TASK BRIEF
Copy out every line from the records that includes "Debug".

(Stored items)
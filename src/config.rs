use directories::ProjectDirs;
use serde::{Deserialize, Serialize};
use std::fs;
use std::path::{Path, PathBuf};
use thiserror::Error;

use crate::util::step_clamped;

const MAX_ENDS: u32 = 99;
const MAX_PREP_SECS: u32 = 600;
const MAX_SHOOT_SECS: u32 = 3600;

#[derive(Debug, Clone, Copy, PartialEq, Eq, Error)]
pub enum ConfigError {
    #[error("line count must be 1 or 2 (got {0})")]
    InvalidLineCount(u8),
    #[error("a round needs at least one end")]
    NoEnds,
}

/// Parameters of one round. Read-only while the round runs.
#[derive(Debug, Clone, Copy, PartialEq, Eq, Serialize, Deserialize)]
#[serde(default)]
pub struct RoundConfig {
    pub line_count: u8,
    pub scoring_ends: u32,
    pub practice_ends: u32,
    pub prep_secs: u32,
    pub shoot_secs: u32,
    pub warning_threshold_secs: u32,
    pub beep_on_prep: bool,
    pub beep_on_shoot: bool,
    pub beep_on_end_complete: bool,
}

impl Default for RoundConfig {
    fn default() -> Self {
        Self {
            line_count: 2,
            scoring_ends: 20,
            practice_ends: 2,
            prep_secs: 10,
            shoot_secs: 120,
            warning_threshold_secs: 30,
            beep_on_prep: true,
            beep_on_shoot: true,
            beep_on_end_complete: true,
        }
    }
}

impl RoundConfig {
    pub fn total_ends(&self) -> u32 {
        self.practice_ends + self.scoring_ends
    }

    pub fn total_segments(&self) -> usize {
        self.total_ends() as usize * self.line_count as usize
    }

    pub fn is_dual_line(&self) -> bool {
        self.line_count == 2
    }

    /// Practice ends come first, so an end is practice iff its 1-based index is within them
    pub fn is_practice(&self, end_index: u32) -> bool {
        end_index <= self.practice_ends
    }

    pub fn prep_ms(&self) -> i64 {
        self.prep_secs as i64 * 1000
    }

    pub fn shoot_ms(&self) -> i64 {
        self.shoot_secs as i64 * 1000
    }

    pub fn validate(self) -> Result<Self, ConfigError> {
        if !(1..=2).contains(&self.line_count) {
            return Err(ConfigError::InvalidLineCount(self.line_count));
        }
        if self.total_ends() == 0 {
            return Err(ConfigError::NoEnds);
        }
        Ok(self)
    }
}

#[derive(
    Debug,
    Clone,
    Copy,
    PartialEq,
    Eq,
    Default,
    Serialize,
    Deserialize,
    clap::ValueEnum,
    strum_macros::Display,
)]
#[serde(rename_all = "kebab-case")]
pub enum Preset {
    #[default]
    #[strum(to_string = "USA 18m")]
    #[value(name = "usa18m")]
    Usa18m,
    #[strum(to_string = "USA Outdoor")]
    UsaOutdoor,
    #[strum(to_string = "Custom")]
    Custom,
}

impl Preset {
    pub const ALL: [Preset; 3] = [Preset::Usa18m, Preset::UsaOutdoor, Preset::Custom];

    /// Overwrite the timing and end-count fields this preset defines.
    /// Line count and cue flags are left alone.
    pub fn apply_to(&self, cfg: &mut RoundConfig) {
        let (prep, shoot, warning, ends, practice) = match self {
            Preset::Usa18m => (10, 120, 30, 10, 2),
            Preset::UsaOutdoor => (10, 240, 30, 12, 2),
            Preset::Custom => return,
        };
        cfg.prep_secs = prep;
        cfg.shoot_secs = shoot;
        cfg.warning_threshold_secs = warning;
        cfg.scoring_ends = ends;
        cfg.practice_ends = practice;
    }

    pub fn cycled(&self, delta: i64) -> Preset {
        let idx = Preset::ALL.iter().position(|p| p == self).unwrap_or(0) as i64;
        let len = Preset::ALL.len() as i64;
        Preset::ALL[(idx + delta).rem_euclid(len) as usize]
    }
}

#[derive(
    Debug,
    Clone,
    Copy,
    PartialEq,
    Eq,
    Default,
    Serialize,
    Deserialize,
    clap::ValueEnum,
    strum_macros::Display,
)]
#[serde(rename_all = "kebab-case")]
pub enum Theme {
    #[default]
    Dark,
    Light,
}

impl Theme {
    pub fn toggled(&self) -> Theme {
        match self {
            Theme::Dark => Theme::Light,
            Theme::Light => Theme::Dark,
        }
    }
}

/// Editable settings in display order
#[derive(Debug, Clone, Copy, PartialEq, Eq)]
pub enum SettingField {
    Preset,
    Lines,
    ScoringEnds,
    PracticeEnds,
    PrepSecs,
    ShootSecs,
    WarningSecs,
    BeepPrep,
    BeepShoot,
    BeepEnd,
    Theme,
}

impl SettingField {
    pub const ALL: [SettingField; 11] = [
        SettingField::Preset,
        SettingField::Lines,
        SettingField::ScoringEnds,
        SettingField::PracticeEnds,
        SettingField::PrepSecs,
        SettingField::ShootSecs,
        SettingField::WarningSecs,
        SettingField::BeepPrep,
        SettingField::BeepShoot,
        SettingField::BeepEnd,
        SettingField::Theme,
    ];

    pub fn label(&self) -> &'static str {
        match self {
            SettingField::Preset => "Preset",
            SettingField::Lines => "Lines",
            SettingField::ScoringEnds => "Ends",
            SettingField::PracticeEnds => "Practice ends",
            SettingField::PrepSecs => "Prep time (s)",
            SettingField::ShootSecs => "Shoot time (s)",
            SettingField::WarningSecs => "Warning at (s)",
            SettingField::BeepPrep => "Beep on prep",
            SettingField::BeepShoot => "Beep on shoot",
            SettingField::BeepEnd => "Beep on end",
            SettingField::Theme => "Theme",
        }
    }

    /// Whether editing this field turns the preset into Custom
    fn is_round_field(&self) -> bool {
        !matches!(self, SettingField::Preset | SettingField::Theme)
    }
}

fn on_off(flag: bool) -> String {
    if flag { "ON" } else { "OFF" }.to_string()
}

/// Everything the settings surface owns: the active round config plus the
/// remembered custom values, the chosen preset and the theme.
#[derive(Debug, Clone, PartialEq, Eq, Serialize, Deserialize)]
#[serde(default)]
pub struct Settings {
    pub preset: Preset,
    pub round: RoundConfig,
    pub custom: RoundConfig,
    pub theme: Theme,
}

impl Default for Settings {
    fn default() -> Self {
        let mut round = RoundConfig::default();
        Preset::default().apply_to(&mut round);
        Self {
            preset: Preset::default(),
            round,
            custom: RoundConfig::default(),
            theme: Theme::default(),
        }
    }
}

impl Settings {
    /// Switching to a named preset applies its values; switching to Custom
    /// restores the remembered custom values.
    pub fn select_preset(&mut self, preset: Preset) {
        self.preset = preset;
        match preset {
            Preset::Custom => self.round = self.custom,
            named => named.apply_to(&mut self.round),
        }
    }

    pub fn toggle_theme(&mut self) {
        self.theme = self.theme.toggled();
    }

    /// Adjust one field by `delta` steps. Round fields switch the preset to
    /// Custom and are remembered as the custom set. Returns whether anything changed.
    pub fn edit(&mut self, field: SettingField, delta: i64) -> bool {
        let before = self.clone();

        match field {
            SettingField::Preset => self.select_preset(self.preset.cycled(delta)),
            SettingField::Theme => self.toggle_theme(),
            _ => {
                let mut cfg = self.round;
                match field {
                    SettingField::Lines => {
                        cfg.line_count = step_clamped(cfg.line_count as u32, delta, 1, 2) as u8
                    }
                    SettingField::ScoringEnds => {
                        let min = u32::from(cfg.practice_ends == 0);
                        cfg.scoring_ends = step_clamped(cfg.scoring_ends, delta, min, MAX_ENDS)
                    }
                    SettingField::PracticeEnds => {
                        let min = u32::from(cfg.scoring_ends == 0);
                        cfg.practice_ends = step_clamped(cfg.practice_ends, delta, min, MAX_ENDS)
                    }
                    SettingField::PrepSecs => {
                        cfg.prep_secs = step_clamped(cfg.prep_secs, delta, 0, MAX_PREP_SECS)
                    }
                    SettingField::ShootSecs => {
                        cfg.shoot_secs =
                            step_clamped(cfg.shoot_secs, delta * 5, 0, MAX_SHOOT_SECS)
                    }
                    SettingField::WarningSecs => {
                        cfg.warning_threshold_secs =
                            step_clamped(cfg.warning_threshold_secs, delta * 5, 0, MAX_SHOOT_SECS)
                    }
                    SettingField::BeepPrep => cfg.beep_on_prep = !cfg.beep_on_prep,
                    SettingField::BeepShoot => cfg.beep_on_shoot = !cfg.beep_on_shoot,
                    SettingField::BeepEnd => cfg.beep_on_end_complete = !cfg.beep_on_end_complete,
                    SettingField::Preset | SettingField::Theme => {}
                }

                if cfg.validate().is_err() {
                    return false;
                }
                if field.is_round_field() && cfg != self.round {
                    self.round = cfg;
                    self.preset = Preset::Custom;
                    self.custom = cfg;
                }
            }
        }

        *self != before
    }

    pub fn value_text(&self, field: SettingField) -> String {
        let cfg = &self.round;
        match field {
            SettingField::Preset => self.preset.to_string(),
            SettingField::Lines => match cfg.line_count {
                1 => "1 (single)".to_string(),
                n => format!("{n} (AB / CD)"),
            },
            SettingField::ScoringEnds => cfg.scoring_ends.to_string(),
            SettingField::PracticeEnds => cfg.practice_ends.to_string(),
            SettingField::PrepSecs => cfg.prep_secs.to_string(),
            SettingField::ShootSecs => cfg.shoot_secs.to_string(),
            SettingField::WarningSecs => cfg.warning_threshold_secs.to_string(),
            SettingField::BeepPrep => on_off(cfg.beep_on_prep),
            SettingField::BeepShoot => on_off(cfg.beep_on_shoot),
            SettingField::BeepEnd => on_off(cfg.beep_on_end_complete),
            SettingField::Theme => self.theme.to_string(),
        }
    }
}

pub trait SettingsStore {
    fn load(&self) -> Settings;
    fn save(&self, settings: &Settings) -> std::io::Result<()>;
}

#[derive(Debug, Clone)]
pub struct FileSettingsStore {
    path: PathBuf,
}

impl FileSettingsStore {
    #[allow(clippy::new_without_default)]
    pub fn new() -> Self {
        let path = if let Some(pd) = ProjectDirs::from("", "", "endclock") {
            pd.config_dir().join("settings.json")
        } else {
            PathBuf::from("endclock_settings.json")
        };
        Self { path }
    }

    pub fn with_path<P: AsRef<Path>>(p: P) -> Self {
        Self {
            path: p.as_ref().to_path_buf(),
        }
    }

    pub fn path(&self) -> &Path {
        &self.path
    }
}

impl Default for FileSettingsStore {
    fn default() -> Self {
        Self::new()
    }
}

impl SettingsStore for FileSettingsStore {
    fn load(&self) -> Settings {
        let Ok(bytes) = fs::read(&self.path) else {
            return Settings::default();
        };
        match serde_json::from_slice::<Settings>(&bytes) {
            Ok(settings) => match (settings.round.validate(), settings.custom.validate()) {
                (Ok(_), Ok(_)) => settings,
                (Err(err), _) | (_, Err(err)) => {
                    tracing::warn!(path = %self.path.display(), %err, "ignoring invalid settings");
                    Settings::default()
                }
            },
            Err(err) => {
                tracing::warn!(path = %self.path.display(), %err, "ignoring malformed settings");
                Settings::default()
            }
        }
    }

    fn save(&self, settings: &Settings) -> std::io::Result<()> {
        if let Some(parent) = self.path.parent() {
            fs::create_dir_all(parent)?;
        }
        let data = serde_json::to_vec_pretty(settings).map_err(std::io::Error::other)?;
        fs::write(&self.path, data)
    }
}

SOLUTION FOR THIS PROBLEM
#[derive(Debug, Clone, Copy, PartialEq, Eq, Error)]
#[derive(Debug, Clone, Copy, PartialEq, Eq, Serialize, Deserialize)]
    Debug,
    Debug,
#[derive(Debug, Clone, Copy, PartialEq, Eq)]
#[derive(Debug, Clone, PartialEq, Eq, Serialize, Deserialize)]
#[derive(Debug, Clone)]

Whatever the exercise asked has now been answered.